◆ AIM OF THE TASK: Go over each line of the entries below, count those with "Returns", and give only the count.

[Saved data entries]
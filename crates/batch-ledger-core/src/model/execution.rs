// crates/batch-ledger-core/src/model/execution.rs
// ============================================================================
// Module: Batch Ledger Execution Records
// Description: Job instances, job executions, step executions, and metrics.
// Purpose: Model the append-mostly execution history of a batch runtime.
// Dependencies: serde
// ============================================================================

//! ## Overview
//! A [`JobInstance`] is the durable identity of one submission. Each run
//! attempt is a [`JobExecution`], and each step run inside it is a
//! [`StepExecution`] carrying eight cumulative [`StepMetrics`] counters.

// ============================================================================
// SECTION: Imports
// ============================================================================

use std::collections::BTreeMap;

use serde::Deserialize;
use serde::Serialize;

use crate::model::identifiers::JobExecutionId;
use crate::model::identifiers::JobInstanceId;
use crate::model::identifiers::StepExecutionId;
use crate::model::status::BatchStatus;
use crate::model::time::Timestamp;

// ============================================================================
// SECTION: Job Instances
// ============================================================================

/// Durable identity of one logical job submission.
///
/// # Invariants
/// - `(name, app_tag)` need not be unique; `id` is the only stable identity.
/// - Synthetic partition instances carry a name starting with `:`.
#[derive(Debug, Clone, PartialEq, Eq, Serialize, Deserialize)]
pub struct JobInstance {
    /// Store-assigned identifier.
    pub id: JobInstanceId,
    /// Job name.
    pub name: String,
    /// Application tag used for tenant filtering and purge.
    pub app_tag: String,
    /// Raw job definition text, when supplied.
    pub job_definition: Option<String>,
}

impl JobInstance {
    /// Returns true when the instance hosts a partition of another job.
    #[must_use]
    pub fn is_partition(&self) -> bool {
        self.name.starts_with(':')
    }
}

// ============================================================================
// SECTION: Job Parameters
// ============================================================================

/// Ordered key/value parameters supplied when a job execution is created.
#[derive(Debug, Clone, Default, PartialEq, Eq, Serialize, Deserialize)]
#[serde(transparent)]
pub struct JobParameters(BTreeMap<String, String>);

impl JobParameters {
    /// Creates an empty parameter set.
    #[must_use]
    pub const fn new() -> Self {
        Self(BTreeMap::new())
    }

    /// Inserts a parameter, returning the previous value for the key.
    pub fn insert(&mut self, key: impl Into<String>, value: impl Into<String>) -> Option<String> {
        self.0.insert(key.into(), value.into())
    }

    /// Returns the value for a key.
    #[must_use]
    pub fn get(&self, key: &str) -> Option<&str> {
        self.0.get(key).map(String::as_str)
    }

    /// Returns the number of parameters.
    #[must_use]
    pub fn len(&self) -> usize {
        self.0.len()
    }

    /// Returns true when no parameters are set.
    #[must_use]
    pub fn is_empty(&self) -> bool {
        self.0.is_empty()
    }

    /// Iterates parameters in key order.
    pub fn iter(&self) -> impl Iterator<Item = (&str, &str)> {
        self.0.iter().map(|(key, value)| (key.as_str(), value.as_str()))
    }
}

impl<K: Into<String>, V: Into<String>> FromIterator<(K, V)> for JobParameters {
    fn from_iter<I: IntoIterator<Item = (K, V)>>(iter: I) -> Self {
        Self(iter.into_iter().map(|(key, value)| (key.into(), value.into())).collect())
    }
}

// ============================================================================
// SECTION: Job Executions
// ============================================================================

/// One run attempt of a job instance.
#[derive(Debug, Clone, PartialEq, Eq, Serialize, Deserialize)]
pub struct JobExecution {
    /// Store-assigned identifier.
    pub id: JobExecutionId,
    /// Owning job instance.
    pub job_instance_id: JobInstanceId,
    /// Name of the owning job instance.
    pub job_name: String,
    /// Creation time.
    pub create_time: Timestamp,
    /// Time the execution was marked started.
    pub start_time: Option<Timestamp>,
    /// Time the execution was finalized.
    pub end_time: Option<Timestamp>,
    /// Time of the last status or timestamp change.
    pub last_update_time: Timestamp,
    /// Current batch status.
    pub batch_status: BatchStatus,
    /// Exit status recorded at finalization.
    pub exit_status: Option<String>,
    /// Parameters supplied at creation.
    pub parameters: JobParameters,
}

// ============================================================================
// SECTION: Step Metrics
// ============================================================================

/// Cumulative counters for one step execution.
///
/// Each update replaces every counter; the ledger does not compare against
/// the stored values.
#[derive(Debug, Clone, Copy, Default, PartialEq, Eq, Serialize, Deserialize)]
pub struct StepMetrics {
    /// Items read.
    pub read_count: u64,
    /// Items written.
    pub write_count: u64,
    /// Chunk commits.
    pub commit_count: u64,
    /// Chunk rollbacks.
    pub rollback_count: u64,
    /// Items skipped while reading.
    pub read_skip_count: u64,
    /// Items skipped while processing.
    pub process_skip_count: u64,
    /// Items filtered by the processor.
    pub filter_count: u64,
    /// Items skipped while writing.
    pub write_skip_count: u64,
}

impl StepMetrics {
    /// Returns the counters in declaration order.
    #[must_use]
    pub const fn to_array(self) -> [u64; 8] {
        [
            self.read_count,
            self.write_count,
            self.commit_count,
            self.rollback_count,
            self.read_skip_count,
            self.process_skip_count,
            self.filter_count,
            self.write_skip_count,
        ]
    }

    /// Builds metrics from counters in declaration order.
    #[must_use]
    pub const fn from_array(values: [u64; 8]) -> Self {
        Self {
            read_count: values[0],
            write_count: values[1],
            commit_count: values[2],
            rollback_count: values[3],
            read_skip_count: values[4],
            process_skip_count: values[5],
            filter_count: values[6],
            write_skip_count: values[7],
        }
    }

    /// Adds every counter independently, returning `None` on overflow.
    #[must_use]
    pub fn checked_add(self, other: Self) -> Option<Self> {
        let left = self.to_array();
        let right = other.to_array();
        let mut sum = [0_u64; 8];
        for (slot, (a, b)) in sum.iter_mut().zip(left.into_iter().zip(right)) {
            *slot = a.checked_add(b)?;
        }
        Some(Self::from_array(sum))
    }
}

// ============================================================================
// SECTION: Step Executions
// ============================================================================

/// One run attempt of one step within a job execution.
#[derive(Debug, Clone, PartialEq, Eq, Serialize, Deserialize)]
pub struct StepExecution {
    /// Store-assigned identifier.
    pub id: StepExecutionId,
    /// Owning job execution.
    pub job_execution_id: JobExecutionId,
    /// Step name.
    pub step_name: String,
    /// Current batch status.
    pub batch_status: BatchStatus,
    /// Exit status, once set.
    pub exit_status: Option<String>,
    /// Cumulative counters.
    pub metrics: StepMetrics,
    /// Step start time.
    pub start_time: Timestamp,
    /// Step end time, once known.
    pub end_time: Option<Timestamp>,
    /// Opaque user data persisted with the step.
    pub persistent_user_data: Option<Vec<u8>>,
}

/// Interval or end-of-step update applied to a step execution.
///
/// `None` for `batch_status`, `exit_status`, or `end_time` leaves the stored
/// value unchanged; `persistent_user_data` always overwrites.
#[derive(Debug, Clone, Default, PartialEq, Eq)]
pub struct StepExecutionUpdate {
    /// New cumulative counters.
    pub metrics: StepMetrics,
    /// Opaque user data to store (absent clears it).
    pub persistent_user_data: Option<Vec<u8>>,
    /// End time to record.
    pub end_time: Option<Timestamp>,
    /// Batch status to record.
    pub batch_status: Option<BatchStatus>,
    /// Exit status to record.
    pub exit_status: Option<String>,
}

impl StepExecutionUpdate {
    /// Returns an update that only replaces the counters and user data.
    #[must_use]
    pub const fn metrics(metrics: StepMetrics, persistent_user_data: Option<Vec<u8>>) -> Self {
        Self {
            metrics,
            persistent_user_data,
            end_time: None,
            batch_status: None,
            exit_status: None,
        }
    }

    /// Sets the end time.
    #[must_use]
    pub fn with_end_time(mut self, end_time: Timestamp) -> Self {
        self.end_time = Some(end_time);
        self
    }

    /// Sets the batch and exit status.
    #[must_use]
    pub fn with_status(mut self, batch_status: BatchStatus, exit_status: impl Into<String>) -> Self {
        self.batch_status = Some(batch_status);
        self.exit_status = Some(exit_status.into());
        self
    }
}

// ============================================================================
// SECTION: Purge
// ============================================================================

/// Row counts removed by a purge.
#[derive(Debug, Clone, Copy, Default, PartialEq, Eq, Serialize, Deserialize)]
pub struct PurgeSummary {
    /// Job instances removed.
    pub job_instances: usize,
    /// Job executions removed.
    pub job_executions: usize,
    /// Step executions removed.
    pub step_executions: usize,
    /// Job status records removed.
    pub job_statuses: usize,
    /// Step status records removed.
    pub step_statuses: usize,
    /// Checkpoint rows removed.
    pub checkpoints: usize,
}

◆ TASK RESULT: 6